Honestly, I don't even think Nina chose anything in this box. . I'm guessing her only involvement was *maybe* to sign off on everything once Quarterly gathered enough stuff to throw in there.


----------



## Colleen1212 (Nov 22, 2014)

I, too, am disappointed in this box. I was convinced, especially after all the delays, that it'd be awesome. I wonder which item quarterly was waiting on for the past month. Surely not the mug from 2013!!! Seems like they threw together a bunch of items that were sitting in their warehouse. Was there dust on everything?


----------



## Kyleyz (Nov 22, 2014)

I sent an email asking for a return/refund.  Where on the site does it say that you can return boxes? I can't seem to find it!


----------



## sparklesgirlxox (Nov 22, 2014)

I have got about 10 boxes from quarterly over the last 6 months this is my first return... Where do you get the address to return it.  Does anyone know how the return process works?


----------



## jesemiaud (Nov 22, 2014)

Mine hasn't shipped yet, so I am hopeful that my email to them will result in a refund.


----------



## sparklesgirlxox (Nov 22, 2014)

I  emailed them and it shipped anyway


----------



## hitchcockblonde (Nov 22, 2014)

I have loved all of Nina's past boxes and agree that in the others, you could really sense her involvement and her taste. But this looks like a random jumble of stuff you could find in the markdown bin at Tj Maxx  /emoticons/[email protected] 2x" width="20" height="20" />


----------



## BrierReviewer (Nov 22, 2014)

Kyleyz said:


> I sent an email asking for a return/refund.  Where on the site does it say that you can return boxes? I can't seem to find it!

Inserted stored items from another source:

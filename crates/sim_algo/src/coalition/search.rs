//! Coalition search, classification and ranking.
//!
//! Candidates are every 1..=`max_parties` subset of seat-holding parties whose
//! seats reach the majority threshold. Classification is first-match:
//! Single Party Government, Grand Coalition, Ideologically Disconnected,
//! Minimum Connected Winning, Minimal Connected Winning, Oversized. The excess
//! ladder is exhaustive, so `Practical` is a wire label only.
//!
//! Ranking: preferred (connected and excess below `minimal_excess`) first,
//! then average compatibility descending, party count ascending, seats
//! ascending, then registry order of the member list.

use core::cmp::Ordering;
use core::fmt;
use std::collections::BTreeMap;

#[cfg(feature = "serde")]
use serde::{Deserialize, Serialize};

use sim_core::{
    determinism::{canonical_parties, cmp_desc, rank_in},
    ids::PartyId,
    parties::{HistoricalTable, PartyRegistry},
    variables::CoalitionParams,
};

use super::compatibility::{CompatibilityScore, Scorer};

#[derive(Clone, Copy, Debug, PartialEq, Eq, PartialOrd, Ord, Hash)]
#[cfg_attr(feature = "serde", derive(Serialize, Deserialize))]
pub enum CoalitionKind {
    #[cfg_attr(feature = "serde", serde(rename = "Single Party Government"))]
    SinglePartyGovernment,
    #[cfg_attr(feature = "serde", serde(rename = "Grand Coalition"))]
    GrandCoalition,
    #[cfg_attr(feature = "serde", serde(rename = "Ideologically Disconnected"))]
    IdeologicallyDisconnected,
    #[cfg_attr(feature = "serde", serde(rename = "Minimum Connected Winning"))]
    MinimumConnectedWinning,
    #[cfg_attr(feature = "serde", serde(rename = "Minimal Connected Winning"))]
    MinimalConnectedWinning,
    #[cfg_attr(feature = "serde", serde(rename = "Oversized"))]
    Oversized,
    #[cfg_attr(feature = "serde", serde(rename = "Practical Coalition"))]
    Practical,
}

impl CoalitionKind {
    pub fn label(self) -> &'static str {
        match self {
            CoalitionKind::SinglePartyGovernment => "Single Party Government",
            CoalitionKind::GrandCoalition => "Grand Coalition",
            CoalitionKind::IdeologicallyDisconnected => "Ideologically Disconnected",
            CoalitionKind::MinimumConnectedWinning => "Minimum Connected Winning",
            CoalitionKind::MinimalConnectedWinning => "Minimal Connected Winning",
            CoalitionKind::Oversized => "Oversized",
            CoalitionKind::Practical => "Practical Coalition",
        }
    }
}

impl fmt::Display for CoalitionKind {
    fn fmt(&self, f: &mut fmt::Formatter<'_>) -> fmt::Result {
        f.write_str(self.label())
    }
}

#[derive(Clone, Debug, PartialEq)]
#[cfg_attr(feature = "serde", derive(Serialize, Deserialize))]
pub struct Coalition {
    /// Members in registry order.
    pub parties: Vec<PartyId>,
    pub seats: u32,
    pub party_seats: BTreeMap<PartyId, u32>,
    /// `seats - threshold`.
    pub excess_seats: u32,
    /// `excess_seats + 1`.
    pub majority: u32,
    pub compatibility: CompatibilityScore,
    pub kind: CoalitionKind,
}

impl Coalition {
    pub fn contains(&self, p: &PartyId) -> bool {
        self.parties.contains(p)
    }
}

/// Everything the engine needs besides the seat totals.
#[derive(Clone, Copy, Debug)]
pub struct CoalitionContext<'a> {
    pub parties: &'a PartyRegistry,
    pub history: &'a HistoricalTable,
    pub principal_rivals: Option<&'a (PartyId, PartyId)>,
    pub params: &'a CoalitionParams,
}

impl<'a> CoalitionContext<'a> {
    fn scorer(&self) -> Scorer<'a> {
        Scorer { parties: self.parties, history: self.history, params: self.params }
    }
}

/// Enumerate, score, classify and rank winning coalitions; returns the top `top_n`.
pub fn find_coalitions(
    seats: &BTreeMap<PartyId, u32>,
    threshold: u32,
    ctx: &CoalitionContext<'_>,
) -> Vec<Coalition> {
    let holders: Vec<&PartyId> = seats.iter().filter(|(_, s)| **s > 0).map(|(p, _)| p).collect();
    let order = canonical_parties(ctx.parties, holders);
    let max = ctx.params.max_parties.min(order.len());

    let mut out: Vec<Coalition> = Vec::new();
    let mut members: Vec<usize> = Vec::with_capacity(max);
    for size in 1..=max {
        subsets(order.len(), size, 0, &mut members, &mut |idx: &[usize]| {
            let parties: Vec<PartyId> = idx.iter().map(|&i| order[i].clone()).collect();
            let total: u32 = parties.iter().map(|p| seats.get(p).copied().unwrap_or(0)).sum();
            if total >= threshold {
                out.push(build(parties, total, threshold, seats, ctx));
            }
        });
    }

    out.sort_by(|a, b| rank(a, b, ctx.params, &order));
    out.truncate(ctx.params.top_n);
    tracing::debug!(found = out.len(), threshold, "coalition search done");
    out
}

/// Visit every `size`-subset of `0..n` in lexicographic order.
fn subsets(n: usize, size: usize, from: usize, cur: &mut Vec<usize>, f: &mut dyn FnMut(&[usize])) {
    if cur.len() == size {
        f(cur);
        return;
    }
    for i in from..n {
        cur.push(i);
        subsets(n, size, i + 1, cur, f);
        cur.pop();
    }
}

fn build(
    parties: Vec<PartyId>,
    total: u32,
    threshold: u32,
    seats: &BTreeMap<PartyId, u32>,
    ctx: &CoalitionContext<'_>,
) -> Coalition {
    let compatibility = ctx.scorer().coalition(&parties);
    let excess_seats = total - threshold;
    let kind = classify(&parties, excess_seats, &compatibility, ctx);
    let party_seats = parties
        .iter()
        .map(|p| (p.clone(), seats.get(p).copied().unwrap_or(0)))
        .collect();
    Coalition {
        parties,
        seats: total,
        party_seats,
        excess_seats,
        majority: excess_seats + 1,
        compatibility,
        kind,
    }
}

fn classify(
    parties: &[PartyId],
    excess: u32,
    score: &CompatibilityScore,
    ctx: &CoalitionContext<'_>,
) -> CoalitionKind {
    if parties.len() == 1 {
        return CoalitionKind::SinglePartyGovernment;
    }
    if let Some((a, b)) = ctx.principal_rivals {
        if parties.contains(a) && parties.contains(b) {
            return CoalitionKind::GrandCoalition;
        }
    }
    if !score.connected {
        return CoalitionKind::IdeologicallyDisconnected;
    }
    if excess < ctx.params.minimum_excess {
        CoalitionKind::MinimumConnectedWinning
    } else if excess < ctx.params.minimal_excess {
        CoalitionKind::MinimalConnectedWinning
    } else {
        CoalitionKind::Oversized
    }
}

fn preferred(c: &Coalition, params: &CoalitionParams) -> bool {
    c.compatibility.connected && c.excess_seats < params.minimal_excess
}

fn rank(a: &Coalition, b: &Coalition, params: &CoalitionParams, order: &[PartyId]) -> Ordering {
    preferred(b, params)
        .cmp(&preferred(a, params))
        .then_with(|| cmp_desc(a.compatibility.average, b.compatibility.average))
        .then_with(|| a.parties.len().cmp(&b.parties.len()))
        .then_with(|| a.seats.cmp(&b.seats))
        .then_with(|| positions(a, order).cmp(&positions(b, order)))
}

fn positions(c: &Coalition, order: &[PartyId]) -> Vec<usize> {
    c.parties.iter().map(|p| rank_in(order, p)).collect()
}

#[cfg(test)]
mod tests {
    use super::*;
    use sim_core::parties::{Bloc, PartyClass, PartyInfo};
    use sim_core::variables::ScoringMethod;

    fn pid(s: &str) -> PartyId { s.parse().unwrap() }

    fn registry() -> PartyRegistry {
        let row = |id: &str, ideology: f64, bloc, order_index| PartyInfo {
            id: pid(id),
            name: id.into(),
            ideology,
            class: PartyClass::Major,
            bloc: Some(bloc),
            order_index,
        };
        PartyRegistry::new(vec![
            row("Lab", 3.5, Bloc::Left, 0),
            row("Con", 7.0, Bloc::Right, 1),
            row("Plaid", 3.0, Bloc::Left, 2),
            row("LD", 5.0, Bloc::Centre, 3),
            row("Ref", 8.5, Bloc::Right, 4),
        ])
        .unwrap()
    }

    fn seats(pairs: &[(&str, u32)]) -> BTreeMap<PartyId, u32> {
        pairs.iter().map(|(p, s)| (pid(p), *s)).collect()
    }

    #[test]
    fn single_party_majority_is_listed_with_excess() {
        let reg = registry();
        let hist = HistoricalTable::new();
        let params = CoalitionParams::default();
        let ctx = CoalitionContext { parties: &reg, history: &hist, principal_rivals: None, params: &params };
        let s = seats(&[("Lab", 34), ("Con", 16), ("Plaid", 10)]);
        let found = find_coalitions(&s, 30, &ctx);
        let single = found.iter().find(|c| c.parties == vec![pid("Lab")]).unwrap();
        assert_eq!(single.kind, CoalitionKind::SinglePartyGovernment);
        assert_eq!(single.excess_seats, 4);
        assert_eq!(single.majority, 5);
        assert_eq!(found[0].parties, vec![pid("Lab")]);
        assert!(found.iter().all(|c| c.seats >= 30));
        assert!(found.len() <= 5);
    }

    #[test]
    fn classification_ladder() {
        let reg = registry();
        let hist = HistoricalTable::new();
        let params = CoalitionParams { method: ScoringMethod::BlocAffinity, ..CoalitionParams::default() };
        let rivals = (pid("Lab"), pid("Con"));
        let ctx = CoalitionContext {
            parties: &reg,
            history: &hist,
            principal_rivals: Some(&rivals),
            params: &params,
        };
        let s = seats(&[("Lab", 25), ("Con", 20), ("Plaid", 8), ("LD", 4), ("Ref", 3)]);
        let all = find_coalitions(&s, 30, &CoalitionContext {
            params: &CoalitionParams { top_n: 100, ..params.clone() },
            ..ctx
        });
        let kind_of = |ids: &[&str]| {
            let ids: Vec<PartyId> = ids.iter().map(|s| pid(s)).collect();
            all.iter().find(|c| c.parties == ids).map(|c| c.kind)
        };
        assert_eq!(kind_of(&["Lab", "Con"]), Some(CoalitionKind::GrandCoalition));
        // 33 seats, excess 3.
        assert_eq!(kind_of(&["Lab", "Plaid"]), Some(CoalitionKind::MinimalConnectedWinning));
        assert_eq!(kind_of(&["Lab", "Plaid", "Ref"]), Some(CoalitionKind::IdeologicallyDisconnected));
        assert_eq!(kind_of(&["Lab", "LD", "Ref"]), Some(CoalitionKind::IdeologicallyDisconnected));
        assert_eq!(kind_of(&["Con", "Plaid", "LD"]), Some(CoalitionKind::IdeologicallyDisconnected));
        assert_eq!(kind_of(&["Lab", "Plaid", "LD"]), Some(CoalitionKind::Oversized));
        assert_eq!(kind_of(&["Lab", "LD"]), None);
        assert!(all.iter().all(|c| c.kind != CoalitionKind::Practical));
    }

    #[test]
    fn minimum_connected_when_lean() {
        let reg = registry();
        let hist = HistoricalTable::new();
        let params = CoalitionParams::default();
        let ctx = CoalitionContext { parties: &reg, history: &hist, principal_rivals: None, params: &params };
        let s = seats(&[("Lab", 22), ("Plaid", 9), ("Con", 20), ("Ref", 9)]);
        let found = find_coalitions(&s, 30, &ctx);
        // Lab+Plaid = 31, excess 1.
        let c = found.iter().find(|c| c.parties == vec![pid("Lab"), pid("Plaid")]).unwrap();
        assert_eq!(c.kind, CoalitionKind::MinimumConnectedWinning);
        assert_eq!(found[0].parties, c.parties);
    }

    #[test]
    fn parties_without_seats_are_ignored() {
        let reg = registry();
        let hist = HistoricalTable::new();
        let params = CoalitionParams::default();
        let ctx = CoalitionContext { parties: &reg, history: &hist, principal_rivals: None, params: &params };
        let s = seats(&[("Lab", 40), ("LD", 0)]);
        let found = find_coalitions(&s, 30, &ctx);
        assert!(found.iter().all(|c| !c.contains(&pid("LD"))));
    }

    #[test]
    fn no_seats_no_coalitions() {
        let reg = registry();
        let hist = HistoricalTable::new();
        let params = CoalitionParams::default();
        let ctx = CoalitionContext { parties: &reg, history: &hist, principal_rivals: None, params: &params };
        assert!(find_coalitions(&BTreeMap::new(), 0, &ctx).is_empty());
    }
}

I couldn't find it either. I plan to just refuse the package if they don't cancel my shipping. I sent them an email asking about the return process, but I don't expect them to respond until Monday. I'll post what I find out.


----------



## lloronita (Nov 22, 2014)

Under Terms of Service:

5: RETURN AND REFUND POLICY

As explained above, the Service allows you to receive customized items by post. We guarantee your happiness and if you are unhappy with your order please feel free to email us at [email protected] and we will help you return your box for a refund.


----------



## CAPSLOCK (Nov 22, 2014)

I tried to stop the shipment, but they said it was ready to go and couldn't be stopped.  They sent me an e-mail with a return shipping label so that I can return it once it arrives.


----------



## Saffyra (Nov 22, 2014)

I havent heard back about my email.

I do feel like Nina didn't have much of a hand in this box either.  She was just too busy and she didn't do her normal thing of hints and spoilers.  Everything hint we got was from Quarterly this time around.


----------



## chachithegreat (Nov 22, 2014)

I got my box today and I feel like it's worse than I thought from the spoilers. The bag looks cheap and the earrings are okay, but there are so many that are cuter on the Rue Gembon site?


----------



## Saffyra (Nov 22, 2014)

I looked up reviews for the Deux Luxe brand and they are cheap.  The most complaints are zippers not working and bag materials fraying and peeling off even with minimal use.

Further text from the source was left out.